In our context, Big Data enables efficient log analysis because of a significant increase of logs produced/stored in our infrastructure (75 % growth in 2018, 50 % in 2019). This is caused both by the natural growth of infrastructure and by the interest sparked by the results. Final -end users encourage higher log production when they grasp how useful the analysis is.
To be ready for real-time analysis, logs require to be structured in order to identify comparable elements. In the example above, we observe some easily recognizable and well-structured fields such as the date (
2020-03-19T15:38:55,977), the application (
serviceManager) and the severity (
INFO). However, we have a free message (
New process started: process x92 started on port 42) generated in the code that could change with future software versions.
Let’s see other examples of logs coming from our partners solutions:
monitor.globalStatus.ok: The system's global status is normal. vifmgr.portup: A link up event was received on node node1, port e0c.
%LINK-3-UPDOWN: Interface Port-channel1, changed state to up %LINEPROTO-5-UPDOWN: Line protocol on Interface Vlan1, changed state to down %SYS-5-CONFIG_I: Configured from console by vty2 (10.34.195.36)
First, we observe that messages format depends on the solution. Second, messages coming from the same solution may match different templates (i.e., an expression such as
New process started process * started on port *, showcased earlier).
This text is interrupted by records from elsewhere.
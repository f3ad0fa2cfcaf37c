use sea_orm_migration::prelude::*;

use crate::migrations;

pub struct Migrator;

#[async_trait::async_trait]
impl MigratorTrait for Migrator {
    fn migrations() -> Vec<Box<dyn MigrationTrait>> {
        vec![
            Box::new(migrations::m202607150001_create_users::Migration),
            Box::new(migrations::m202607150002_create_schools::Migration),
            Box::new(migrations::m202607150003_create_students::Migration),
            Box::new(migrations::m202607150004_create_blocks::Migration),
            Box::new(migrations::m202607150005_create_subjects::Migration),
            Box::new(migrations::m202607150006_create_tests::Migration),
            Box::new(migrations::m202607150007_create_student_test_results::Migration),
            Box::new(migrations::m202607150008_create_tasks::Migration),
            Box::new(migrations::m202608010009_create_transcript_results::Migration),
        ]
    }
}
use sea_orm_migration::prelude::*;

pub struct Migration;

impl MigrationName for Migration {
    fn name(&self) -> &str {
        "m202607150003_create_students"
    }
}

#[async_trait::async_trait]
impl MigrationTrait for Migration {
    async fn up(&self, manager: &SchemaManager) -> Result<(), DbErr> {
        manager
            .create_table(
                Table::create()
                    .table(Alias::new("students"))
                    .if_not_exists()
                    .col(ColumnDef::new(Alias::new("id")).integer().not_null().auto_increment().primary_key())
                    .col(ColumnDef::new(Alias::new("school_id")).integer().not_null())
                    .col(ColumnDef::new(Alias::new("first_name")).string().not_null())
                    .col(ColumnDef::new(Alias::new("last_name")).string().not_null())
                    .col(ColumnDef::new(Alias::new("email")).string().not_null())
                    .col(ColumnDef::new(Alias::new("deleted")).boolean().not_null().default(false))
                    .col(ColumnDef::new(Alias::new("created_at")).timestamp().not_null().default(Expr::cust("CURRENT_TIMESTAMP")))
                    .col(ColumnDef::new(Alias::new("updated_at")).timestamp().not_null().default(Expr::cust("CURRENT_TIMESTAMP")))
                    .foreign_key(
                        ForeignKey::create()
                            .from(Alias::new("students"), Alias::new("school_id"))
                            .to(Alias::new("schools"), Alias::new("id"))
                            .on_delete(ForeignKeyAction::Cascade),
                    )
                    .to_owned(),
            )
            .await
    }

    async fn down(&self, manager: &SchemaManager) -> Result<(), DbErr> {
        manager
            .drop_table(Table::drop().table(Alias::new("students")).to_owned())
            .await
    }
}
Finally, variables can be numbers or words, given that a word in one template can be a variable in another.
In OUTSCALE infrastructure, log production is provided by the different systems of the stack: our cloud operating system TINA OS, different middlewares, various physical equipment, etc. The structure of log messages is therefore beyond our control. Furthermore, we don’t restrict such a rich source of information with formatting constraints that would hinder the generation. We therefore need a parsing algorithm that is robust enough to handle the behaviors of different systems and their evolution.
Log parsing deals with real time identification of the template and variables for each incoming log with a high volumetry log coming from multiple systems. Although this topic has already been studied, state-of-the-art solutions do not meet our requirements in terms of accuracy, robustness, latency, and scalability.
USTEP: An Evolving Search Tree for Parsing Logs
To meet these accuracy and robustness requirements, we have developed USTEP, a log parsing algorithm based on an evolving tree structure. Tree leaves store templates, and logs descend the tree to find the most suitable leaf. USTEP then selects a template that best represents the processed message. If none fits, a new template is created from current logs. In this process, two aspects are key: the tree descent rules and the evolution of the tree’s structure.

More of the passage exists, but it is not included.